- _TASK DIRECTIONS_:
Copy out all lines from the entries below in which "Conflict" occurs.

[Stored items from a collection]
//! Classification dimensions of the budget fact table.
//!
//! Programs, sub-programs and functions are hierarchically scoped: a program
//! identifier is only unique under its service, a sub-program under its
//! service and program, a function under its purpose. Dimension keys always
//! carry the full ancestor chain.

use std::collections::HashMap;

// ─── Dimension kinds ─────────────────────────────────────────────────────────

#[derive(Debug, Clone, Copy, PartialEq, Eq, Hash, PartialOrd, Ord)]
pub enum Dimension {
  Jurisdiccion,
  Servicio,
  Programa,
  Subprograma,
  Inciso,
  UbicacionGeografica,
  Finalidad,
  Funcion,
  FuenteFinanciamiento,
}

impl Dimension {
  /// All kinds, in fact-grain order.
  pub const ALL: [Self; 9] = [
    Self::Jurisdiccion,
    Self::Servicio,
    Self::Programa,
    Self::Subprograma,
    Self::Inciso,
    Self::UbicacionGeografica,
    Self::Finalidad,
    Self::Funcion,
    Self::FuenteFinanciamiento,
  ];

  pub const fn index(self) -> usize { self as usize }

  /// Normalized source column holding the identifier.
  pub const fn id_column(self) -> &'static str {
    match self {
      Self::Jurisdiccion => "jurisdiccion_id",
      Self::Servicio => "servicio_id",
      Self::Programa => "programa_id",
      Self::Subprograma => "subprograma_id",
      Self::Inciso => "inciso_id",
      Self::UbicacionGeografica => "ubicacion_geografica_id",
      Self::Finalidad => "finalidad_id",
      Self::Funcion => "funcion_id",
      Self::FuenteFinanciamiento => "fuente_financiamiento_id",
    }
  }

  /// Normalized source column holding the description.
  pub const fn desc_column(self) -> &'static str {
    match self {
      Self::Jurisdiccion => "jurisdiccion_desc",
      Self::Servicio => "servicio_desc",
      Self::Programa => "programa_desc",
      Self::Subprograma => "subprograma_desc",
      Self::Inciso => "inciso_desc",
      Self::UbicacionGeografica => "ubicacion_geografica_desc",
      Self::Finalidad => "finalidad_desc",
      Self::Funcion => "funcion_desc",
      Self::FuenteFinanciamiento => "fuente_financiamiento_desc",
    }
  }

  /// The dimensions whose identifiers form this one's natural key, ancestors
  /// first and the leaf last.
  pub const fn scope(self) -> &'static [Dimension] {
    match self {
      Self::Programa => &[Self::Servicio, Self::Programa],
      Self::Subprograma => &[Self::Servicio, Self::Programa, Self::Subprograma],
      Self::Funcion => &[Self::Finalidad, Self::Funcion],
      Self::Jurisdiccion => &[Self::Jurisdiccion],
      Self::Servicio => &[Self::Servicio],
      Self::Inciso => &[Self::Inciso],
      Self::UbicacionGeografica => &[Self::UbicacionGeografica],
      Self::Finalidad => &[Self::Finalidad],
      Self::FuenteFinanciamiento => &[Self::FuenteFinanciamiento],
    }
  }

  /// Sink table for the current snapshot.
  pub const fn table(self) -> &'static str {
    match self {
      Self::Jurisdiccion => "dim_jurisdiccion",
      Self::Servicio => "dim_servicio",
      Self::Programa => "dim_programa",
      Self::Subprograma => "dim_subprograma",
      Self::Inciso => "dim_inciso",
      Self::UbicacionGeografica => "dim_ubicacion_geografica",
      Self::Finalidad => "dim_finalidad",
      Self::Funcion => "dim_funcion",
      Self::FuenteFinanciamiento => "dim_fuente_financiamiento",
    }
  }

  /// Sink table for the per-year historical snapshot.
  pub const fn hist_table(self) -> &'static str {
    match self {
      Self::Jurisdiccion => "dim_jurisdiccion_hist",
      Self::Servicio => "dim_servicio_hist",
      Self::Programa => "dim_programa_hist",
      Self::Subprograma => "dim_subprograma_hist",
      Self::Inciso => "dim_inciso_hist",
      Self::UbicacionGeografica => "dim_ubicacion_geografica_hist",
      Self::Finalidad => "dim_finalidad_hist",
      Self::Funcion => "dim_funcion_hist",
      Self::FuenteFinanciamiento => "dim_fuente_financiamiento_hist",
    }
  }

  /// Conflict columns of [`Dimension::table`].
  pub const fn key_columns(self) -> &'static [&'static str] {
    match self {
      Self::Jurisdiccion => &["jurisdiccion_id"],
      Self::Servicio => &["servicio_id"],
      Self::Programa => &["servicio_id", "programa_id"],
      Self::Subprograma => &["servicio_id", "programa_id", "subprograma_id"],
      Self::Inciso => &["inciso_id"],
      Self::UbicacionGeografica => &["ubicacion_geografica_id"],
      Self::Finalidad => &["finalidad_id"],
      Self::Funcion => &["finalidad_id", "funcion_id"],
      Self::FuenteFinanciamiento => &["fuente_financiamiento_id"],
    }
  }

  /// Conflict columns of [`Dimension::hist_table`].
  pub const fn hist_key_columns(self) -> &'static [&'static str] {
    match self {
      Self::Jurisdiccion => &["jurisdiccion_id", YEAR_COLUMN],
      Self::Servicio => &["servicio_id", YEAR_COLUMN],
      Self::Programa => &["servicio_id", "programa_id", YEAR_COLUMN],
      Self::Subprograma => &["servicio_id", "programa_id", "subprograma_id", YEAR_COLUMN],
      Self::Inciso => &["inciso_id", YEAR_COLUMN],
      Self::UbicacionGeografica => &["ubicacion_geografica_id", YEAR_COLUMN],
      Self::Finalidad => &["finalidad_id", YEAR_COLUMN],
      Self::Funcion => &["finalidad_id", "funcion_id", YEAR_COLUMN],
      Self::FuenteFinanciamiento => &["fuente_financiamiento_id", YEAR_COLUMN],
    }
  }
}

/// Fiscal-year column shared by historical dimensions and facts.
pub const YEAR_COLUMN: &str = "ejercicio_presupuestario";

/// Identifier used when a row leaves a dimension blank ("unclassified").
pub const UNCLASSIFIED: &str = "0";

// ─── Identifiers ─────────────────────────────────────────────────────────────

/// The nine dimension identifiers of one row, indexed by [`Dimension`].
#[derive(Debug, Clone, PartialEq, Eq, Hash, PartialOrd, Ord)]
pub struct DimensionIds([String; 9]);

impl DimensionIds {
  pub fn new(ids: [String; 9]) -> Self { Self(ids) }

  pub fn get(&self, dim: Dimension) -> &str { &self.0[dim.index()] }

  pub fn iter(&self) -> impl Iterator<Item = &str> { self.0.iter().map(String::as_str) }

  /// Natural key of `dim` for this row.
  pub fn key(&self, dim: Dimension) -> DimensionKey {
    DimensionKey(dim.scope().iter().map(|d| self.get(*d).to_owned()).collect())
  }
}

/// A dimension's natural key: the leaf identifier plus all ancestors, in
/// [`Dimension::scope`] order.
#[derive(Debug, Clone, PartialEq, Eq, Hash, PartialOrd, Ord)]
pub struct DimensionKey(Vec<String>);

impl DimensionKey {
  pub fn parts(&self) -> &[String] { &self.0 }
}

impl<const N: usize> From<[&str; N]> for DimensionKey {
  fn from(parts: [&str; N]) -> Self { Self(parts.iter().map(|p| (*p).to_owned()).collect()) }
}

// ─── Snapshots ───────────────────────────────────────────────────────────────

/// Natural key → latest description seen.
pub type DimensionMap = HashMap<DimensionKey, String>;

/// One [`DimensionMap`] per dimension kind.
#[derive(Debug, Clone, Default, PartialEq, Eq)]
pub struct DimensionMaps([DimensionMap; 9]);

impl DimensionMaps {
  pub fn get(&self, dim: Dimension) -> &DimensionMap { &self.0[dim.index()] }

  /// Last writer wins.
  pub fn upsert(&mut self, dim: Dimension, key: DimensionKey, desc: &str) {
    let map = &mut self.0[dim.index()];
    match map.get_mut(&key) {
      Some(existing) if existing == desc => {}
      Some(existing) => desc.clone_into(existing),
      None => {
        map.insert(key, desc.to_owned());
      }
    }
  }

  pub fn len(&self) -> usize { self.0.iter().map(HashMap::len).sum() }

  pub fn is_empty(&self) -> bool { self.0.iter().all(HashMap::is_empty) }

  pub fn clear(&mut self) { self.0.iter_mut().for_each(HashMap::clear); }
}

- _EXERCISE ANSWER_:
  /// Conflict columns of [`Dimension::table`].
  /// Conflict columns of [`Dimension::hist_table`].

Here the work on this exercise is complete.